24th. Halted. 25th. North-west by north for ten miles over open stony country; north-north-west two miles and crossed the sandy scrubby course of the Margaret Creek; turned due north for a prominent looking single hill; at about three miles, recrossed the Margaret at a tolerably good waterhole; continuing our northerly course for a few miles, we crossed the Margaret again a third time, and found an exceedingly fine waterhole. On nearing the hill, we cut a large salt creek, running from the north-west; ascended the hill, which, like most other isolated ones, has a more important appearance than its actual height warrants; raised a stone mound and a staff on the summit, and named it "Mount Hamilton" (after George Hamilton, Esquire).

Taking a survey of the country around, from the top of Mount Hamilton, we spied some bright green mounds rising out of a salt pan at the eastern base of the hill; on examination, these proved to be a large collection of fine fresh-water springs. I cannot pretend to give an account of all these springs; I found, during this expedition, more springs than I could either examine or count. I shall, therefore, confine myself to the general character of the whole, and particularize only one or two of the most remarkable or best-watered ones. With few exceptions, these springs rise out of salt pans at the foot of detached hills; some from limestone mounds of various heights, crowned with reeds or rushes; others from low rush mounds, in which the limestone is scarcely visible; whilst others again, are collected in great numbers on comparatively level ground, forming large swampy masses of springs, which uniting, run out in one or more small streams at different parts of the swamp. Some of the swamps are reedy, some rushy, and others are covered with a tangled mass of thick grass and moss. Some of the springs are running strongly, some only slightly, and some require to be opened. None of the water I tasted was undrinkable—some was as good as could be, but that at several springs had a slightly brackish taste, not like that of salt, but of lime and decayed vegetable matter. It is on y a wonder, considering that none of these springs have ever been used, and that many are choked up with several feet of peaty, boggy, decayed vegetation, that most of the water is not undrinkable.

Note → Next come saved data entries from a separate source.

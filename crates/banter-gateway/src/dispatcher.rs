use std::sync::Arc;

use tokio::sync::broadcast;

use banter_types::events::GatewayEvent;

/// Fan-out hub for gateway events. Mutation handlers publish here after
/// their write commits; every connected client holds a subscription and
/// re-queries whatever the event invalidates.
#[derive(Clone)]
pub struct Dispatcher {
    inner: Arc<DispatcherInner>,
}

struct DispatcherInner {
    /// Broadcast channel for gateway events — all connected clients receive all events
    broadcast_tx: broadcast::Sender<GatewayEvent>,
}

impl Dispatcher {
    pub fn new() -> Self {
        let (broadcast_tx, _) = broadcast::channel(1024);
        Self {
            inner: Arc::new(DispatcherInner { broadcast_tx }),
        }
    }

    /// Subscribe to gateway events. Dropping the receiver deregisters the
    /// subscriber.
    pub fn subscribe(&self) -> broadcast::Receiver<GatewayEvent> {
        self.inner.broadcast_tx.subscribe()
    }

    /// Publish an event to all connected clients.
    pub fn broadcast(&self, event: GatewayEvent) {
        let _ = self.inner.broadcast_tx.send(event);
    }

    /// Number of live subscribers.
    pub fn subscriber_count(&self) -> usize {
        self.inner.broadcast_tx.receiver_count()
    }
}

impl Default for Dispatcher {
    fn default() -> Self {
        Self::new()
    }
}

#[cfg(test)]
mod tests {
    use super::*;

    #[tokio::test]
    async fn broadcast_reaches_all_subscribers() {
        let dispatcher = Dispatcher::new();
        let mut rx1 = dispatcher.subscribe();
        let mut rx2 = dispatcher.subscribe();

        dispatcher.broadcast(GatewayEvent::PresenceUpdate { online: 7 });

        for rx in [&mut rx1, &mut rx2] {
            match rx.recv().await.unwrap() {
                GatewayEvent::PresenceUpdate { online } => assert_eq!(online, 7),
                other => panic!("unexpected event: {:?}", other),
            }
        }
    }

    #[tokio::test]
    async fn broadcast_without_subscribers_is_fine() {
        let dispatcher = Dispatcher::new();
        dispatcher.broadcast(GatewayEvent::Ready);
        assert_eq!(dispatcher.subscriber_count(), 0);
    }

    #[tokio::test]
    async fn dropping_receiver_deregisters() {
        let dispatcher = Dispatcher::new();
        let rx = dispatcher.subscribe();
        assert_eq!(dispatcher.subscriber_count(), 1);
        drop(rx);
        assert_eq!(dispatcher.subscriber_count(), 0);
    }
}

I imagine that the limestone mounds are all formed by springs, which, rising through limestone strata, became strongly impregnated, and capable of petrifying, or at least covering with a coat of lime, any foreign substance within their immediate reach—such as the decayed roots and stems of the reeds; and, in addition to this, as the overflowing water evaporates, the lime, which it held in solution, being deposited, cements all the outside substances to the general mass in process of formation; the nucleus of a mound might thus be easily formed, to which evaporation alone would give a gradual but constant increase. I do not feel competent to convey clearly to the minds of others the ideas upon these subjects which are clearly enough impressed upon my own; but I wish to show that the mounds are not the causes but the effects of springs bursting out.

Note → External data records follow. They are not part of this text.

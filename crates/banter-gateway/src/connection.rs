use std::collections::HashSet;
use std::sync::atomic::{AtomicBool, Ordering};
use std::sync::{Arc, RwLock};
use std::time::Duration;

use axum::extract::ws::{Message, WebSocket};
use futures_util::{SinkExt, StreamExt};
use tokio::sync::broadcast::error::RecvError;
use tracing::{trace, warn};

use banter_types::events::{GatewayCommand, GatewayEvent};

use crate::dispatcher::Dispatcher;

/// Heartbeat interval: server sends a Ping every 15 seconds.
/// If 2 consecutive Pongs are missed (~30s), the connection is dropped.
const HEARTBEAT_INTERVAL: Duration = Duration::from_secs(15);

/// Handle one WebSocket subscriber: send Ready, then forward events until
/// the client goes away. Channel-scoped events are delivered only if the
/// connection subscribed to that channel; everything else is global.
pub async fn handle_connection(socket: WebSocket, dispatcher: Dispatcher) {
    let (mut sender, mut receiver) = socket.split();

    let ready = match serde_json::to_string(&GatewayEvent::Ready) {
        Ok(text) => text,
        Err(_) => return,
    };
    if sender.send(Message::Text(ready.into())).await.is_err() {
        return;
    }

    let mut broadcast_rx = dispatcher.subscribe();

    // Per-connection channel subscriptions (shared between send and recv tasks).
    let subscribed: Arc<RwLock<HashSet<String>>> = Arc::new(RwLock::new(HashSet::new()));
    let send_subscriptions = subscribed.clone();

    let pong_received = Arc::new(AtomicBool::new(true));
    let pong_flag_send = pong_received.clone();
    let pong_flag_recv = pong_received.clone();

    // Forward broadcasts to the client, with heartbeat
    let mut send_task = tokio::spawn(async move {
        let mut heartbeat = tokio::time::interval(HEARTBEAT_INTERVAL);
        heartbeat.tick().await;
        let mut missed_heartbeats: u8 = 0;

        loop {
            tokio::select! {
                result = broadcast_rx.recv() => {
                    let event = match result {
                        Ok(event) => event,
                        Err(RecvError::Lagged(n)) => {
                            warn!("Broadcast receiver lagged by {} events", n);
                            continue;
                        }
                        Err(RecvError::Closed) => break,
                    };

                    if let Some(channel) = event.channel() {
                        let subs = send_subscriptions
                            .read()
                            .expect("subscription lock poisoned");
                        if !subs.contains(channel) {
                            continue;
                        }
                    }

                    let text = match serde_json::to_string(&event) {
                        Ok(text) => text,
                        Err(e) => {
                            warn!("Failed to serialize gateway event: {}", e);
                            continue;
                        }
                    };
                    if sender.send(Message::Text(text.into())).await.is_err() {
                        break;
                    }
                }
                _ = heartbeat.tick() => {
                    if pong_flag_send.swap(false, Ordering::Acquire) {
                        missed_heartbeats = 0;
                    } else {
                        missed_heartbeats += 1;
                        if missed_heartbeats >= 2 {
                            warn!("Heartbeat timeout (missed {} pongs), dropping connection", missed_heartbeats);
                            break;
                        }
                    }
                    if sender.send(Message::Ping(Vec::new().into())).await.is_err() {
                        break;
                    }
                }
            }
        }
    });

    // Read commands from the client
    let mut recv_task = tokio::spawn(async move {
        while let Some(Ok(msg)) = receiver.next().await {
            match msg {
                Message::Text(text) => match serde_json::from_str::<GatewayCommand>(&text) {
                    Ok(GatewayCommand::Subscribe { channels }) => {
                        let mut subs = subscribed.write().expect("subscription lock poisoned");
                        *subs = channels.into_iter().collect();
                    }
                    Err(e) => trace!("Ignoring malformed gateway command: {}", e),
                },
                Message::Pong(_) => {
                    pong_flag_recv.store(true, Ordering::Release);
                }
                Message::Close(_) => break,
                _ => {}
            }
        }
    });

    // Whichever half finishes first tears down the other.
    tokio::select! {
        _ = &mut send_task => recv_task.abort(),
        _ = &mut recv_task => send_task.abort(),
    }

    trace!("Gateway connection closed");
}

There is reason to hope that, were all these springs kept open and flowing, the action of the air alone would ventilate and purify these waters, which now have a slightly unpleasant taste. A rough description of the first spring visited in the batch, under Mount Hamilton, may be of some interest. A limestone conical mound, measuring 250 yards at the base and sixty at the top, rises to a height of about forty feet out of a flat salt pan; the cone is crowned with an evergreen wreath of reeds, eight or nine feet high, which conceals a circular basin of beautiful water, about fifty feet in diameter and from ten to twelve feet deep; the overflowings of the spring run out over the face of the rock in two strong streams. The day on which I visited these springs was intensely hot, and it would be difficult to describe the delightful appearance of the refreshing greenness of the reeds and the charming coolness of the running water, when contrasted with the glary mocking sparkle of the desolate salt pan, out of which they spring.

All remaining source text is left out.